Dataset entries
++++++

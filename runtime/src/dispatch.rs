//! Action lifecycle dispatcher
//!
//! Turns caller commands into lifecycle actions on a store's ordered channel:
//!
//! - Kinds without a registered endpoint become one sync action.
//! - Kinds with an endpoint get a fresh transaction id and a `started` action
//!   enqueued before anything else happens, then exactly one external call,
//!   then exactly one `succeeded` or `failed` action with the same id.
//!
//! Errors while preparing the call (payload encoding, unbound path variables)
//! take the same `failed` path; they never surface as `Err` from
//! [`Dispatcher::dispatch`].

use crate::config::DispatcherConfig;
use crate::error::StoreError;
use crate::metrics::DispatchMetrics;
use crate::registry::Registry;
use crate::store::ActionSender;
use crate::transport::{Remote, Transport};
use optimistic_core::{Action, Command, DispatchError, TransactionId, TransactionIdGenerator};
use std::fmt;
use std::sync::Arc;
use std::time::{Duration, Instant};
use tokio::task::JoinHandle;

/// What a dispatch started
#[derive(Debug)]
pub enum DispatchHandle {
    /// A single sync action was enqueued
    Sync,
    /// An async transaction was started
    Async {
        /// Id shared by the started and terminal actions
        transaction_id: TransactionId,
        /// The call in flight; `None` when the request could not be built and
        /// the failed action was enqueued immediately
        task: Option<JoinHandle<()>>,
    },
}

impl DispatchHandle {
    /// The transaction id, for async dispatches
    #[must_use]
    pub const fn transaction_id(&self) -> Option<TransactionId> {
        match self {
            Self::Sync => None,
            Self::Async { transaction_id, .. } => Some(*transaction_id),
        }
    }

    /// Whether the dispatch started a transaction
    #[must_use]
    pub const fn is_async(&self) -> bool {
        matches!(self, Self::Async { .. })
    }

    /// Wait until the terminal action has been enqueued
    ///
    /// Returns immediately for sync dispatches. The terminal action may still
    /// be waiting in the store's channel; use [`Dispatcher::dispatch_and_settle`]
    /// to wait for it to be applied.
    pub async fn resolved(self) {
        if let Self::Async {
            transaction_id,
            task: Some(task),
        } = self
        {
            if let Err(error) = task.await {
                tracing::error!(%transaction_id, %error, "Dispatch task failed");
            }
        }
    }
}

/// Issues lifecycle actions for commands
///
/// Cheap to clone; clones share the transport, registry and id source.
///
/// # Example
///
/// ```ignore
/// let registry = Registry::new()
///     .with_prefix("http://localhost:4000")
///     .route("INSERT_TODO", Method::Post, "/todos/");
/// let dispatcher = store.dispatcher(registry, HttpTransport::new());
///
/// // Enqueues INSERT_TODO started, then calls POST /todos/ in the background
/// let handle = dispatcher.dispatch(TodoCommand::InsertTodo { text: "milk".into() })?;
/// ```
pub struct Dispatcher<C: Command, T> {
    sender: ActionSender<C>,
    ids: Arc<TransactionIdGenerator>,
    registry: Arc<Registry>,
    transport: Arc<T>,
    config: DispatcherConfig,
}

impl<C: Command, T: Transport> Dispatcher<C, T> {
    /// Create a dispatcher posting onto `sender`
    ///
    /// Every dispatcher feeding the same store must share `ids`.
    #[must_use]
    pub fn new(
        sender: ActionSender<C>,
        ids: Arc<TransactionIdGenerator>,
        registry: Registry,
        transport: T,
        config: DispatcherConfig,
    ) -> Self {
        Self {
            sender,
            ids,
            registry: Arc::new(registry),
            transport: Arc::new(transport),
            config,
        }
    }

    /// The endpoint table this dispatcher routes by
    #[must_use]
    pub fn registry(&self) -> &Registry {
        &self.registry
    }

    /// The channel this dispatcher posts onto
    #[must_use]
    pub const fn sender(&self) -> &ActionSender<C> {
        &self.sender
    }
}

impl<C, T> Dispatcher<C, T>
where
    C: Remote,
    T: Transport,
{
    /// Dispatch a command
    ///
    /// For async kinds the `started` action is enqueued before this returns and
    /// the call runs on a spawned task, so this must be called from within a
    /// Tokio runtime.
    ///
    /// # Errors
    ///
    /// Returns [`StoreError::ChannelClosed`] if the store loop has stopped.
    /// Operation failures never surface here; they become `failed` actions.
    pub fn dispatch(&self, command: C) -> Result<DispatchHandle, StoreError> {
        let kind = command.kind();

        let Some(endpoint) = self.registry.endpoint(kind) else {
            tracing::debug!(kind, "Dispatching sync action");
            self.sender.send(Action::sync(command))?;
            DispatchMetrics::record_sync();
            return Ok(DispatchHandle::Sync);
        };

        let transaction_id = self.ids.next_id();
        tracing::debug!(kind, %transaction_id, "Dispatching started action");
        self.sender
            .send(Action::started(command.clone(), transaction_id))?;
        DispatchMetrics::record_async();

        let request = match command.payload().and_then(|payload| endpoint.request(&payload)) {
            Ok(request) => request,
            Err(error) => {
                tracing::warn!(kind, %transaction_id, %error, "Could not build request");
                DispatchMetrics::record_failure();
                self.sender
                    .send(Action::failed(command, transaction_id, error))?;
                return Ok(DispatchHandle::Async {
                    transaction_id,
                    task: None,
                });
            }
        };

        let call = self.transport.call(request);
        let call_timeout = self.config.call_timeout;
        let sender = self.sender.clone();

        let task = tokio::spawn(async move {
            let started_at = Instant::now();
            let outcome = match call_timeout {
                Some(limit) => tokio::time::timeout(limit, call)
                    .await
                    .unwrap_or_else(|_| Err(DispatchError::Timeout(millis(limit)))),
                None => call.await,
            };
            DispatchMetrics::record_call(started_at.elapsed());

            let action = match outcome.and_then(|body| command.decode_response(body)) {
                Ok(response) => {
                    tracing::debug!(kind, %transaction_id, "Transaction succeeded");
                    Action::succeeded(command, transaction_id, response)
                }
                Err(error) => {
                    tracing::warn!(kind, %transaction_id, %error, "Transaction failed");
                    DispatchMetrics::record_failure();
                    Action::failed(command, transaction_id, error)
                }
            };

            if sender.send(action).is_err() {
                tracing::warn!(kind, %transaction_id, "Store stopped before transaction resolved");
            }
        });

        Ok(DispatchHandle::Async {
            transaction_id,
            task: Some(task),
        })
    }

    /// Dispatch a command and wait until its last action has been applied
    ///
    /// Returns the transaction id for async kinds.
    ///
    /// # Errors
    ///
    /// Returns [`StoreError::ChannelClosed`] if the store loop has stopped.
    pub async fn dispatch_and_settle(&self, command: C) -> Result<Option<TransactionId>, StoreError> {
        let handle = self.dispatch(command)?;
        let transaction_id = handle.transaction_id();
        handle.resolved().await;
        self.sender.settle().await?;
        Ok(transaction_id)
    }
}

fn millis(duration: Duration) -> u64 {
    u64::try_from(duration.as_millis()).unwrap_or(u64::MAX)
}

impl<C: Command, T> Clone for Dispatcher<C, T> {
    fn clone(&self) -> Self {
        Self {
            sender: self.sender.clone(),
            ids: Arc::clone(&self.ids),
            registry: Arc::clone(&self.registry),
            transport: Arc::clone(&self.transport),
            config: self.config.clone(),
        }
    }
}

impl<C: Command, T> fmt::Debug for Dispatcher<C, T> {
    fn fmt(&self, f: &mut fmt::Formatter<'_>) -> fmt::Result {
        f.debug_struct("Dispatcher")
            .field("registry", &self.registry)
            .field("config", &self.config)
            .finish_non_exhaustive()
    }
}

++++++

§ EXERCISE BRIEF
The answer consists of every line above in which the word "task" occurs.

§ COMPLETED EXERCISE
use tokio::task::JoinHandle;
        task: Option<JoinHandle<()>>,
            task: Some(task),
            if let Err(error) = task.await {
                tracing::error!(%transaction_id, %error, "Dispatch task failed");
    /// the call runs on a spawned task, so this must be called from within a
                    task: None,
        let task = tokio::spawn(async move {
            task: Some(task),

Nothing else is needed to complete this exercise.